Write out exactly the lines of the entries below from the one holding "was built with." to the one holding "use crate::summary::GkSummary;", inclusive, and leave out all other lines.

[Stored items]
***

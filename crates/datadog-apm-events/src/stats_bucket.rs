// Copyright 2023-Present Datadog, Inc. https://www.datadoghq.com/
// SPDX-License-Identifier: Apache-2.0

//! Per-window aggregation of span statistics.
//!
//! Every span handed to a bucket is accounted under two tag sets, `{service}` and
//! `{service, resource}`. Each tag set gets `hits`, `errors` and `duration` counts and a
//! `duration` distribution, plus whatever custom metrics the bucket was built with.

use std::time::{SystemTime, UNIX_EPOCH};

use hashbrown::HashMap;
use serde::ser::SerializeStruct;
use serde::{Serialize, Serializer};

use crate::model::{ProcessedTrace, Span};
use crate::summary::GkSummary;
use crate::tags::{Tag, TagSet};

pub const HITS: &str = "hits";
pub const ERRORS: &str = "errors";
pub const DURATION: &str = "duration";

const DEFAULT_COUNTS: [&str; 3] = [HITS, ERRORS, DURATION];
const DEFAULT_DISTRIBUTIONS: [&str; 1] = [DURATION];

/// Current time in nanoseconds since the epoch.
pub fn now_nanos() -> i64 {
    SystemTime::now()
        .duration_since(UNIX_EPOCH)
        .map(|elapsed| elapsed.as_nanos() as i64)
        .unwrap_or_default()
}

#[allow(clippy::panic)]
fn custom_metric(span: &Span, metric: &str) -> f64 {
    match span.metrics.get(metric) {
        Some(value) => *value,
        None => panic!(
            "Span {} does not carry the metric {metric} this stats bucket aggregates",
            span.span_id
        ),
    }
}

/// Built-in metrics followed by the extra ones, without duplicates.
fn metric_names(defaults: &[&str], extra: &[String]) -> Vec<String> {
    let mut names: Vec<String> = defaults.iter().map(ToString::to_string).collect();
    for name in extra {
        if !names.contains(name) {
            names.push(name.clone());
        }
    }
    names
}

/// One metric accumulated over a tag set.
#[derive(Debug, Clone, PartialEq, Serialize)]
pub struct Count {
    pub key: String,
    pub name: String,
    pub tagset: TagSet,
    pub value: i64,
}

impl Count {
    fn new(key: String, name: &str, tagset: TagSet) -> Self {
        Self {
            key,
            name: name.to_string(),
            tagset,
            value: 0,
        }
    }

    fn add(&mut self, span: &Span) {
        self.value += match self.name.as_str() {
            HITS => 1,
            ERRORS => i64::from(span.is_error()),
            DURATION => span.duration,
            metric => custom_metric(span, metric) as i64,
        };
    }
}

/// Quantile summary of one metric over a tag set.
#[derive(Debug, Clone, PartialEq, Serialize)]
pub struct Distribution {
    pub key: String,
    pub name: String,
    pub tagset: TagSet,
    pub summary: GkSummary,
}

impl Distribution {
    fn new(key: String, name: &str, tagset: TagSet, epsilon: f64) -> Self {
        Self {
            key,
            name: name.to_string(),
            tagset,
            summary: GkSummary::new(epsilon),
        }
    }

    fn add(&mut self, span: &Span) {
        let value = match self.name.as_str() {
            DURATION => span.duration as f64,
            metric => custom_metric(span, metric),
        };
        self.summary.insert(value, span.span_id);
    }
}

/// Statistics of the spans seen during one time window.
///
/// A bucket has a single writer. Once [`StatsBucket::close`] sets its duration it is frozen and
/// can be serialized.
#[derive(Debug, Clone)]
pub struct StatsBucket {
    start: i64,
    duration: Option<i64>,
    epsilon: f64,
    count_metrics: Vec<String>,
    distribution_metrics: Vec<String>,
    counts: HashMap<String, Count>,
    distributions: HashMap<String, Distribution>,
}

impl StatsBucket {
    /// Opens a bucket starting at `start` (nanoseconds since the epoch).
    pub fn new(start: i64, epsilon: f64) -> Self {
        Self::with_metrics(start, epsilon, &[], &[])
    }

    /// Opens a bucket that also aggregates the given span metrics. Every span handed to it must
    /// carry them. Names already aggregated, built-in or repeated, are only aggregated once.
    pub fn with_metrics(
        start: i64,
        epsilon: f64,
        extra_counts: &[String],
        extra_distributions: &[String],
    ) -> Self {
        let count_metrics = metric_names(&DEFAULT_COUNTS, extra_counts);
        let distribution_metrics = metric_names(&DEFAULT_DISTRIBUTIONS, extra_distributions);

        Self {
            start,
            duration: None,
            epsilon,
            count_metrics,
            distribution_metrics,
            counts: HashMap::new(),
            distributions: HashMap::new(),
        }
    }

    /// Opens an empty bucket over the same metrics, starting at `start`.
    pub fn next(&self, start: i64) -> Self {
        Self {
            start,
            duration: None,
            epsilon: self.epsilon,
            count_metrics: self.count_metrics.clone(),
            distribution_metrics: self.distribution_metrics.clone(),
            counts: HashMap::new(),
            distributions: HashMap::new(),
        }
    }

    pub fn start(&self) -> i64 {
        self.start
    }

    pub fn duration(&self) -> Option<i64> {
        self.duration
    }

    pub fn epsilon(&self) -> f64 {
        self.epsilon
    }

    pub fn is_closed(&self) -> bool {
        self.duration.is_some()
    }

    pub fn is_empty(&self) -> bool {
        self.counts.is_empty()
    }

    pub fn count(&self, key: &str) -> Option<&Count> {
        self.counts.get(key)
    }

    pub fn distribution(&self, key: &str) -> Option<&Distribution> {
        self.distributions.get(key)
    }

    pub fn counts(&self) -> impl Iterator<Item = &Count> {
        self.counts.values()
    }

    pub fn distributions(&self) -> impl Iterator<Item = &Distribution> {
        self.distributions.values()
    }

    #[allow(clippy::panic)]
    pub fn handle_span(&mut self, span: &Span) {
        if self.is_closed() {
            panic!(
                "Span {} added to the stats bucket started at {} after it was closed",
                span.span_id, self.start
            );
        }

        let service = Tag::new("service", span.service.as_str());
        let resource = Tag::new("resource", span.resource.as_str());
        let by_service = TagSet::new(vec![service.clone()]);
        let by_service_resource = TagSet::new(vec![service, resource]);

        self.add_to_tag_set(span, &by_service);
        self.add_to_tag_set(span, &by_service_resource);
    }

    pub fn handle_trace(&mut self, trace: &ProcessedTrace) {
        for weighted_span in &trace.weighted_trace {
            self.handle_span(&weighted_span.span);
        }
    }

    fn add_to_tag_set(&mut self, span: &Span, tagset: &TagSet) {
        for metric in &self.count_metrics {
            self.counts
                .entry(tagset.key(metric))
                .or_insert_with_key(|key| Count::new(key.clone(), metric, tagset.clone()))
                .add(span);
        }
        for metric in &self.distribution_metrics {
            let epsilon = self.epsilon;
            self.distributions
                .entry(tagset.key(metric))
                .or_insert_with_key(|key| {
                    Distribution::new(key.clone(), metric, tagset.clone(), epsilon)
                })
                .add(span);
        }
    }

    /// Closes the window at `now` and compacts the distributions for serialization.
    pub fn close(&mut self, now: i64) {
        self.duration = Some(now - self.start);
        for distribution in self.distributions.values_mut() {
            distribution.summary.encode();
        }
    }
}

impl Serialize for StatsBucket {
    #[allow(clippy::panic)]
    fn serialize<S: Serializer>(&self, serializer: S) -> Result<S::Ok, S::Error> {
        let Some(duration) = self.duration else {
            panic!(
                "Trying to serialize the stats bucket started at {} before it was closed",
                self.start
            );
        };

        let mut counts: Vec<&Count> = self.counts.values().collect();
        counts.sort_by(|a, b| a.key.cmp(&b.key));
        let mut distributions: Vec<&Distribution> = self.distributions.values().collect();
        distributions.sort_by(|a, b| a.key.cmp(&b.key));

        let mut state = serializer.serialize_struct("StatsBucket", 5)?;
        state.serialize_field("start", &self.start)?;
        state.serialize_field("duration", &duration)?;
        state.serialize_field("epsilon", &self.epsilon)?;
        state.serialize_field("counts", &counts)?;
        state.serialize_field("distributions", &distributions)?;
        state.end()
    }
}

***

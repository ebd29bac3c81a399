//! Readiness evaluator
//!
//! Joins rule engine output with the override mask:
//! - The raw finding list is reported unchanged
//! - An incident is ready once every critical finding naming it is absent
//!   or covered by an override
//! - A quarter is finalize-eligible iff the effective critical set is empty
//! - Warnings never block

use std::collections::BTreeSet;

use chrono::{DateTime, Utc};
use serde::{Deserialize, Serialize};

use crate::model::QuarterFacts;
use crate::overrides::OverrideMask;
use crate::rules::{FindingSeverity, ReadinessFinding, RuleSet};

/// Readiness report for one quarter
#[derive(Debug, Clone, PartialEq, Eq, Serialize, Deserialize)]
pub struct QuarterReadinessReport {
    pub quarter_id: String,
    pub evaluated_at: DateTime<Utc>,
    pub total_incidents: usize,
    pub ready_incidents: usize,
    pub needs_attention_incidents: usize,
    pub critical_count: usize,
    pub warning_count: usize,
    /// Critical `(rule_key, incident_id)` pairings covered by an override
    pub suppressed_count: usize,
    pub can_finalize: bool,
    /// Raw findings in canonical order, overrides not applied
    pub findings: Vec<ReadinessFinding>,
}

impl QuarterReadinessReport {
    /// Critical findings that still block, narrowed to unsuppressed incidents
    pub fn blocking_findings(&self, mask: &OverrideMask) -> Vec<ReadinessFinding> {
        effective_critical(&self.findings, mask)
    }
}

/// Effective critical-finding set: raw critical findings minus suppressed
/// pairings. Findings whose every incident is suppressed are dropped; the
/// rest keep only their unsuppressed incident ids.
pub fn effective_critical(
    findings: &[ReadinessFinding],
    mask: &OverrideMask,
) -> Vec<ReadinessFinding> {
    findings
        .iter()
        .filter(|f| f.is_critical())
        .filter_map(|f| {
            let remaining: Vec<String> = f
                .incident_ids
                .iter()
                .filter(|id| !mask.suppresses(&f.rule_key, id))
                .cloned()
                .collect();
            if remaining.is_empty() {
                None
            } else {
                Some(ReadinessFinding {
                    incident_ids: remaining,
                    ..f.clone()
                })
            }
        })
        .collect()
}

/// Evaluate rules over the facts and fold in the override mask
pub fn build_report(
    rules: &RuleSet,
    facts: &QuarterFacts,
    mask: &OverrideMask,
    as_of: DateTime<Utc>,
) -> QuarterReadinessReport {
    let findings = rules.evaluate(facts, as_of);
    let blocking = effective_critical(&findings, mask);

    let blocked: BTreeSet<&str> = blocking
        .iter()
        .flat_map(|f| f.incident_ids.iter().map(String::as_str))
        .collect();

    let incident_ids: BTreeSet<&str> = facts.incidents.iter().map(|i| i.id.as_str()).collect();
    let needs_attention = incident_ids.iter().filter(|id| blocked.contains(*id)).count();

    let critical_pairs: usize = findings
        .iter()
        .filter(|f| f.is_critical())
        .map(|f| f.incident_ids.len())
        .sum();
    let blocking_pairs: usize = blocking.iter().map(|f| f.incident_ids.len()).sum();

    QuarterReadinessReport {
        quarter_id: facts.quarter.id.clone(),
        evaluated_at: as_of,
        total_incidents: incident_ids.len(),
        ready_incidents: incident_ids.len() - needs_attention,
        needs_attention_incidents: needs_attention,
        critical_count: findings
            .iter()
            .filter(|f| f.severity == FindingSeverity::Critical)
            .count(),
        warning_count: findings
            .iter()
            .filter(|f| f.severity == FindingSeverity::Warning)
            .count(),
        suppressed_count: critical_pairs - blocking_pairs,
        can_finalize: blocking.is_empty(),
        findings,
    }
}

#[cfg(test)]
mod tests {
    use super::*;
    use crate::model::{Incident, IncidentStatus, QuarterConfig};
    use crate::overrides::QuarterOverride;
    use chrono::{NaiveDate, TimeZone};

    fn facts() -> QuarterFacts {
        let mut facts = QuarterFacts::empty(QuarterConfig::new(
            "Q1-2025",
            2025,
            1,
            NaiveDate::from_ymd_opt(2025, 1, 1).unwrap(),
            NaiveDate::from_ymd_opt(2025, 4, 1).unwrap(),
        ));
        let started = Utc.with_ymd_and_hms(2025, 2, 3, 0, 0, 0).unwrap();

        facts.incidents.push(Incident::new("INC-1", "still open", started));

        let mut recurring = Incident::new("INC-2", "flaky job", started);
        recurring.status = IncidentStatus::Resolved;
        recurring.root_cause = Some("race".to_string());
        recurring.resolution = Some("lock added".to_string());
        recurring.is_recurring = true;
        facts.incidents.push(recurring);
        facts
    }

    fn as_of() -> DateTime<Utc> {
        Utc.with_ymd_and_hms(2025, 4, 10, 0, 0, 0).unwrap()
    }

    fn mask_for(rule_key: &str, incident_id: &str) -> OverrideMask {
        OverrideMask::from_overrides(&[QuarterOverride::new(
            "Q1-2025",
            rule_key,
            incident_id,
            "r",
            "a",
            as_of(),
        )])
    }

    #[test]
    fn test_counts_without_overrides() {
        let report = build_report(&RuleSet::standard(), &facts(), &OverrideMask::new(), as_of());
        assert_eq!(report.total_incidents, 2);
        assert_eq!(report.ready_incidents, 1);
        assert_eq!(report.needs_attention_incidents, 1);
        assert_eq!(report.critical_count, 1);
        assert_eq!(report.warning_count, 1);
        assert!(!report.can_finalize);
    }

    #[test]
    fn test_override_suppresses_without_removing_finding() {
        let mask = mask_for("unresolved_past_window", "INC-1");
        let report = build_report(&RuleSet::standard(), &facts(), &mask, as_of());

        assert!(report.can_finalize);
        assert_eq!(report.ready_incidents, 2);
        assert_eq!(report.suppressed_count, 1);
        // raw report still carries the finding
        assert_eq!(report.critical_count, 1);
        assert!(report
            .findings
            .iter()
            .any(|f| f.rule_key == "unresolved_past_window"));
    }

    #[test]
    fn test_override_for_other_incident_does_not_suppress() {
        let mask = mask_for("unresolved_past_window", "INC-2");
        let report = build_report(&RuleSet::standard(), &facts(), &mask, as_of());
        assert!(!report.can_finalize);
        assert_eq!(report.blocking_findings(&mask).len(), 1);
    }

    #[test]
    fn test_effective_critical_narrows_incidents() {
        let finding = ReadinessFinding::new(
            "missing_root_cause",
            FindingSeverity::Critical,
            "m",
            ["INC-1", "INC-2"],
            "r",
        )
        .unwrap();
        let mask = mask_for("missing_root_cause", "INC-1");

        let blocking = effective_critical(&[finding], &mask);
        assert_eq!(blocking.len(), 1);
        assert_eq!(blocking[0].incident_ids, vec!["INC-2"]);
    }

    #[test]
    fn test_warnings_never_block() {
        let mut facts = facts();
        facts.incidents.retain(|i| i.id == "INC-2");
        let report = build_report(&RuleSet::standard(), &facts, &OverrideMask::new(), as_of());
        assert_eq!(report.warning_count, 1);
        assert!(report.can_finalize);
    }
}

***

**Result of the exercise**
//! `duration` distribution, plus whatever custom metrics the bucket was built with.

use std::time::{SystemTime, UNIX_EPOCH};

use hashbrown::HashMap;
use serde::ser::SerializeStruct;
use serde::{Serialize, Serializer};

use crate::model::{ProcessedTrace, Span};
use crate::summary::GkSummary;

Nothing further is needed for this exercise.